Jmeter is using a vulnerable apache commons-text library. It should be updated to the latest version (currently 1.10).

Actual behavior

No response

Steps to reproduce the problem

JMeter Version

5.5

Java Version

No response

OS Version

No response

[Lonzak]

The CVE (https://nvd.nist.gov/vuln/detail/CVE-2022-42889)
doesn't concern us, as we are not using the affected class StringSubstitutor
in our code.

But it is always a good idea, to keep our dependencies up to date.
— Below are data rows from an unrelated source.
//! Reusable widget components.

pub mod detail;
pub mod search;
pub mod status;

pub use detail::DetailPanel;
pub use search::SearchBar;
pub use status::StatusIndicator;
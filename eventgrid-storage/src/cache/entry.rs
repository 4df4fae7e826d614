//! Cache entries and their load status.
//!
//! An entry is the last known state of one keyed collection. Readers always
//! get a cloned snapshot, never a live reference into the store.

use chrono::{DateTime, Utc};
use eventgrid_core::ErrorKind;
use std::fmt;
use std::time::Duration;

use super::version::Version;

/// Load status of a cache entry.
#[derive(Debug, Clone, Copy, PartialEq, Eq, Hash, Default)]
pub enum CacheStatus {
    /// No fetch has been applied since creation or the last invalidation.
    #[default]
    Idle,
    /// A fetch is in flight.
    Loading,
    /// The value reflects the most recent successful fetch.
    Ready,
    /// The last fetch failed; the cause is kept until the next refetch.
    Error,
}

impl fmt::Display for CacheStatus {
    fn fmt(&self, f: &mut fmt::Formatter<'_>) -> fmt::Result {
        let label = match self {
            CacheStatus::Idle => "idle",
            CacheStatus::Loading => "loading",
            CacheStatus::Ready => "ready",
            CacheStatus::Error => "error",
        };
        f.write_str(label)
    }
}

/// Snapshot of one keyed collection.
#[derive(Debug, Clone, PartialEq)]
pub struct CacheEntry<T> {
    key: String,
    value: Vec<T>,
    status: CacheStatus,
    error: Option<ErrorKind>,
    version: Version,
    fetched_at: Option<DateTime<Utc>>,
}

impl<T> CacheEntry<T> {
    /// A fresh entry: idle, empty, version zero.
    pub fn idle(key: impl Into<String>) -> Self {
        Self {
            key: key.into(),
            value: Vec::new(),
            status: CacheStatus::Idle,
            error: None,
            version: Version::zero(),
            fetched_at: None,
        }
    }

    pub fn key(&self) -> &str {
        &self.key
    }

    /// The cached collection.
    ///
    /// After an invalidation or a failed refetch this still holds the last
    /// successfully fetched collection; check [`status`](Self::status) before
    /// treating it as current.
    pub fn value(&self) -> &[T] {
        &self.value
    }

    pub fn into_value(self) -> Vec<T> {
        self.value
    }

    pub fn status(&self) -> CacheStatus {
        self.status
    }

    pub fn error(&self) -> Option<&ErrorKind> {
        self.error.as_ref()
    }

    pub fn version(&self) -> Version {
        self.version
    }

    pub fn fetched_at(&self) -> Option<DateTime<Utc>> {
        self.fetched_at
    }

    pub fn is_idle(&self) -> bool {
        self.status == CacheStatus::Idle
    }

    pub fn is_loading(&self) -> bool {
        self.status == CacheStatus::Loading
    }

    pub fn is_ready(&self) -> bool {
        self.status == CacheStatus::Ready
    }

    pub fn is_error(&self) -> bool {
        self.status == CacheStatus::Error
    }

    /// Time since the value was last replaced by a successful fetch.
    ///
    /// `None` if nothing has been fetched yet.
    pub fn staleness(&self) -> Option<Duration> {
        let fetched_at = self.fetched_at?;
        let age = Utc::now().signed_duration_since(fetched_at);
        Some(age.to_std().unwrap_or(Duration::ZERO))
    }

    pub(crate) fn mark_loading(&mut self) {
        self.status = CacheStatus::Loading;
    }

    pub(crate) fn apply_success(&mut self, value: Vec<T>) {
        self.value = value;
        self.status = CacheStatus::Ready;
        self.error = None;
        self.fetched_at = Some(Utc::now());
        self.version = self.version.next();
    }

    pub(crate) fn apply_failure(&mut self, error: ErrorKind) {
        self.status = CacheStatus::Error;
        self.error = Some(error);
        self.version = self.version.next();
    }

    pub(crate) fn reset(&mut self) {
        self.status = CacheStatus::Idle;
        self.error = None;
        self.version = self.version.next();
    }
}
Thank you nevertheless for updating - since all scanners alert anyway when finding a vulnerable library (even though the effected class is not directly used). By using an up-to-date lib it is now much easier to argue with the decision makers / security guys...

[groot327]

Looking at the contents of the ZIP and the Release Notes, commons-text v1.10 is not part of JMeter 5.5. Would anyone be able to confirm when this will be released?

[Lonzak]

Looking at the contents of the ZIP and the Release Notes, commons-text v1.10 is not part of JMeter 5.5. Would anyone be able to confirm when this will be released?

Jmeter 5.5 contains commons-text-1.9 and has been released in June 2022 long before this issue was created. The Update to 1.10 will be part of the next jmeter release...

[groot327]

Thank you. That's what I thought, but the previous comments (Oct, Nov) made me want to ask the question.